Extended Data Fig. 9: Validation of 5-HT_2A receptor knockout in experimental models.

a, Example sEPSC traces from 5 GFP+ layer 5 pyramidal neurons, with each set of 3 traces coming from recording of the same cell, including baseline (black), after bath application of 20 μM 5-HT (red), and after bath application of 20 μM 5-HT with 100 nM MDL100,907 (grey). Cells 1 and 2 are from control animals. Cells 3, 4, and 5 are animals with local 5-HT_2A receptor knockout. b, Mean sEPSC amplitude from GFP+ layer 5 pyramidal neurons for baseline, 20 μM 5-HT, and 20 μM 5-HT + 100 nM MDL100,907 conditions, for control mice (grey) and local 5-HT_2A receptor knockout mice (blue).

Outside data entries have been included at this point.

use aho_corasick::AhoCorasick;
use once_cell::sync::Lazy;
use regex::Regex;
use tracing::warn;

use super::{Category, Severity};

/// Distinguishes literal patterns (Aho-Corasick) from regex patterns.
#[derive(Debug, Clone, Copy, PartialEq, Eq)]
pub enum PatternKind {
    Keyword,
    Regex,
}

/// One entry of the built-in pattern library.
#[derive(Debug)]
pub struct PatternRule {
    pub category: Category,
    pub kind: PatternKind,
    pub pattern: &'static str,
}

/// The fixed pattern library: five categories of unsafe constructs.
/// Table order is the tie-break for matches at the same offset.
pub const PATTERN_RULES: &[PatternRule] = &[
    PatternRule {
        category: Category::BufferOverflow,
        kind: PatternKind::Regex,
        pattern: r"strcpy\s*\(",
    },
    PatternRule {
        category: Category::BufferOverflow,
        kind: PatternKind::Regex,
        pattern: r"strcat\s*\(",
    },
    PatternRule {
        category: Category::BufferOverflow,
        kind: PatternKind::Regex,
        pattern: r"sprintf\s*\(",
    },
    PatternRule {
        category: Category::BufferOverflow,
        kind: PatternKind::Regex,
        pattern: r"gets\s*\(",
    },
    PatternRule {
        category: Category::SqlInjection,
        kind: PatternKind::Regex,
        pattern: r"SELECT.*\+.*",
    },
    PatternRule {
        category: Category::SqlInjection,
        kind: PatternKind::Regex,
        pattern: r"INSERT.*\+.*",
    },
    PatternRule {
        category: Category::SqlInjection,
        kind: PatternKind::Regex,
        pattern: r"UPDATE.*\+.*",
    },
    PatternRule {
        category: Category::SqlInjection,
        kind: PatternKind::Regex,
        pattern: r"DELETE.*\+.*",
    },
    PatternRule {
        category: Category::PathTraversal,
        kind: PatternKind::Keyword,
        pattern: "../",
    },
    PatternRule {
        category: Category::PathTraversal,
        kind: PatternKind::Keyword,
        pattern: r"..\",
    },
    PatternRule {
        category: Category::HardcodedSecrets,
        kind: PatternKind::Regex,
        pattern: r#"password\s*=\s*["'][^"']+["']"#,
    },
    PatternRule {
        category: Category::HardcodedSecrets,
        kind: PatternKind::Regex,
        pattern: r#"api_key\s*=\s*["'][^"']+["']"#,
    },
    PatternRule {
        category: Category::HardcodedSecrets,
        kind: PatternKind::Regex,
        pattern: r#"secret\s*=\s*["'][^"']+["']"#,
    },
    PatternRule {
        category: Category::WeakCrypto,
        kind: PatternKind::Keyword,
        pattern: "MD5",
    },
    PatternRule {
        category: Category::WeakCrypto,
        kind: PatternKind::Keyword,
        pattern: "SHA1",
    },
    PatternRule {
        category: Category::WeakCrypto,
        kind: PatternKind::Keyword,
        pattern: "DES",
    },
    PatternRule {
        category: Category::WeakCrypto,
        kind: PatternKind::Keyword,
        pattern: "RC4",
    },
];

/// Severity policy for pattern categories: unbounded copies and SQL string
/// concatenation are high, everything else medium.
pub fn severity_for(category: &Category) -> Severity {
    match category {
        Category::BufferOverflow | Category::SqlInjection => Severity::High,
        _ => Severity::Medium,
    }
}

/// One raw match against the pattern library, byte offsets into the file text.
#[derive(Debug, Clone, Copy)]
pub struct PatternMatch {
    pub start: usize,
    pub end: usize,
    pub rule: &'static PatternRule,
    rule_index: usize,
}

/// Pattern library compiled for matching: one case-insensitive automaton over
/// the literal patterns plus individually compiled regexes.
pub struct CompiledPatterns {
    keyword: Option<(AhoCorasick, Vec<(usize, &'static PatternRule)>)>,
    regexes: Vec<(usize, Regex, &'static PatternRule)>,
}

impl CompiledPatterns {
    /// Compile the rule table. An unparseable pattern skips its rule with a
    /// warning; the rest of the library stays usable.
    fn compile(rules: &'static [PatternRule]) -> Self {
        let keyword_rules: Vec<(usize, &PatternRule)> = rules
            .iter()
            .enumerate()
            .filter(|(_, rule)| rule.kind == PatternKind::Keyword)
            .collect();
        let keyword = if keyword_rules.is_empty() {
            None
        } else {
            let automaton = AhoCorasick::builder()
                .ascii_case_insensitive(true)
                .build(keyword_rules.iter().map(|(_, rule)| rule.pattern));
            match automaton {
                Ok(automaton) => Some((automaton, keyword_rules)),
                Err(err) => {
                    warn!(%err, "skipping literal pattern set");
                    None
                }
            }
        };

        let mut regexes = Vec::new();
        for (index, rule) in rules
            .iter()
            .enumerate()
            .filter(|(_, rule)| rule.kind == PatternKind::Regex)
        {
            match Regex::new(&format!("(?i){}", rule.pattern)) {
                Ok(regex) => regexes.push((index, regex, rule)),
                Err(err) => {
                    warn!(category = %rule.category, %err, "skipping unparseable pattern");
                }
            }
        }

        Self { keyword, regexes }
    }

    /// All matches against `text`, ordered by match offset then rule table
    /// order. Deterministic for fixed text and a fixed library.
    pub fn matches(&self, text: &str) -> Vec<PatternMatch> {
        let mut matches = Vec::new();

        if let Some((automaton, keyword_rules)) = &self.keyword {
            for mat in automaton.find_overlapping_iter(text) {
                let (rule_index, rule) = keyword_rules[mat.pattern().as_usize()];
                matches.push(PatternMatch {
                    start: mat.start(),
                    end: mat.end(),
                    rule,
                    rule_index,
                });
            }
        }

        for (rule_index, regex, rule) in &self.regexes {
            for mat in regex.find_iter(text) {
                matches.push(PatternMatch {
                    start: mat.start(),
                    end: mat.end(),
                    rule: *rule,
                    rule_index: *rule_index,
                });
            }
        }

        matches.sort_by_key(|mat| (mat.start, mat.rule_index));
        matches
    }
}

/// Library compiled once per process; the rule table is static data.
pub static PATTERNS: Lazy<CompiledPatterns> = Lazy::new(|| CompiledPatterns::compile(PATTERN_RULES));
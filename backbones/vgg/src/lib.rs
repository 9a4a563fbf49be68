//! VGG encoder for U-Net segmentation models.
//!
//! The convolutional part of VGG16 / VGG19 without the classifier head. Every layer
//! is registered in a [`LayerGraph`] under the name the Keras applications use
//! (`block1_conv1`, `block1_pool`, ...) so skip connections can be addressed by those
//! names or by their position.

use core::f64::consts::SQRT_2;

use burn::{
    module::Ignored,
    nn::{
        conv::{Conv2d, Conv2dConfig},
        pool::{MaxPool2d, MaxPool2dConfig},
        Initializer, PaddingConfig2d, Relu,
    },
    prelude::*,
};
use feature_taps::{FeatureTaps, LayerGraph};

/// Convolutions per block and their channel width.
const VGG16_BLOCKS: [(usize, usize); 5] = [(2, 64), (2, 128), (3, 256), (3, 512), (3, 512)];
const VGG19_BLOCKS: [(usize, usize); 5] = [(2, 64), (2, 128), (4, 256), (4, 512), (4, 512)];

/// VGG variant enumeration
#[derive(Config, Debug, PartialEq, Eq)]
pub enum VggVariant {
    /// VGG16
    Vgg16,
    /// VGG19
    Vgg19,
}

/// VGG configuration
#[derive(Config, Debug)]
pub struct VggConfig {
    /// VGG variant (16 or 19)
    pub variant: VggVariant,
    /// Number of input image channels
    #[config(default = "3")]
    pub in_channels: usize,
}

impl VggConfig {
    /// VGG16 configuration
    pub fn vgg16() -> Self {
        Self::new(VggVariant::Vgg16)
    }

    /// VGG19 configuration
    pub fn vgg19() -> Self {
        Self::new(VggVariant::Vgg19)
    }

    /// Initialize VGG model
    pub fn init<B: Backend>(&self, device: &B::Device) -> VggBackbone<B> {
        let blocks = match self.variant {
            VggVariant::Vgg16 => VGG16_BLOCKS,
            VggVariant::Vgg19 => VGG19_BLOCKS,
        };

        let mut graph = LayerGraph::new();
        graph.push("input", self.in_channels, 1);

        let mut layers = Vec::new();
        let mut channels = self.in_channels;
        let mut reduction = 1;

        for (block, (convs, width)) in blocks.into_iter().enumerate() {
            for conv in 0..convs {
                layers.push(VggLayer::Conv(VggConvLayer::new(channels, width, device)));
                channels = width;
                graph.push(
                    format!("block{}_conv{}", block + 1, conv + 1),
                    channels,
                    reduction,
                );
            }
            layers.push(VggLayer::MaxPool(
                MaxPool2dConfig::new([2, 2]).with_strides([2, 2]).init(),
            ));
            reduction *= 2;
            graph.push(format!("block{}_pool", block + 1), channels, reduction);
        }

        VggBackbone {
            layers,
            graph: Ignored(graph),
        }
    }
}

/// VGG encoder.
///
/// Output is `block5_pool`: 512 channels at 1/32 of the input resolution.
#[derive(Module, Debug)]
pub struct VggBackbone<B: Backend> {
    /// Layers in graph order (the input node has no layer).
    pub layers: Vec<VggLayer<B>>,
    graph: Ignored<LayerGraph>,
}

impl<B: Backend> VggBackbone<B> {
    /// Create VGG16 encoder.
    pub fn vgg16(device: &Device<B>) -> Self {
        VggConfig::vgg16().init(device)
    }

    /// Create VGG19 encoder.
    pub fn vgg19(device: &Device<B>) -> Self {
        VggConfig::vgg19().init(device)
    }

    /// The layer graph of this encoder.
    pub fn layer_graph(&self) -> &LayerGraph {
        &self.graph.0
    }

    /// Forward pass, recording every graph node into `taps`.
    pub fn forward_taps(&self, input: Tensor<B, 4>, taps: &mut FeatureTaps<B>) -> Tensor<B, 4> {
        taps.visit(&input);
        let mut x = input;
        for layer in &self.layers {
            x = layer.forward(x);
            taps.visit(&x);
        }
        x
    }

    /// Forward pass returning only the encoder output.
    pub fn forward(&self, input: Tensor<B, 4>) -> Tensor<B, 4> {
        self.forward_taps(input, &mut FeatureTaps::none())
    }
}

/// Individual layer types in VGG.
#[derive(Module, Debug)]
pub enum VggLayer<B: Backend> {
    /// 3x3 convolution followed by ReLU.
    Conv(VggConvLayer<B>),
    /// 2x2 max pooling.
    MaxPool(MaxPool2d),
}

impl<B: Backend> VggLayer<B> {
    /// Forward pass through the layer.
    pub fn forward(&self, input: Tensor<B, 4>) -> Tensor<B, 4> {
        match self {
            Self::Conv(conv) => conv.forward(input),
            Self::MaxPool(pool) => pool.forward(input),
        }
    }
}

/// VGG convolution layer with its activation.
#[derive(Module, Debug)]
pub struct VggConvLayer<B: Backend> {
    /// The 3x3 convolution.
    pub conv: Conv2d<B>,
    relu: Relu,
}

impl<B: Backend> VggConvLayer<B> {
    /// Forward pass through the convolution layer.
    pub fn forward(&self, input: Tensor<B, 4>) -> Tensor<B, 4> {
        self.relu.forward(self.conv.forward(input))
    }

    /// Create a new VGG convolution layer.
    pub fn new(in_channels: usize, out_channels: usize, device: &Device<B>) -> Self {
        let initializer = Initializer::KaimingNormal {
            gain: SQRT_2,
            fan_out_only: true,
        };

        // 3x3 conv, stride=1, padding=1
        let conv = Conv2dConfig::new([in_channels, out_channels], [3, 3])
            .with_stride([1, 1])
            .with_padding(PaddingConfig2d::Explicit(1, 1))
            .with_initializer(initializer)
            .init(device);

        Self {
            conv,
            relu: Relu::new(),
        }
    }
}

Circle, individual cell. Mean and s.e.m. across cells. n = 22 cells (Baseline), n = 22 cells (+5-HT), n = 6 cells (+5-HT + MDL) from 4 mice in the Control condition, n = 23 cells (Baseline), n = 23 cells (+5-HT), n = 7 cells (+5-HT + MDL) from 4 mice in the 5-HT_2AR local KO condition. c-e, Constitutive Camk2a^cre;Htr2a^f/f mice had reduced Htr2a transcripts and fewer psilocybin-induced head-twitch response. c, Breeding scheme to generate Camk2a^cre;Htr2a^f/f mice. d, Transcript expression via qPCR from whole-brain tissue. n = 2 (Control), n = 3 (Camk2a^cre;Htr2a^f/f). e, Head-twitch response induced by psilocybin (1 mg/kg, i.p.). Mean and s.e.m. across mice. n = 11 (Control), n = 12 (Camk2a^cre;Htr2a^f/f). ** p < 0.01. Detailed sample size n values are provided in Methods. Statistical analyses are provided in Supplementary Table 1.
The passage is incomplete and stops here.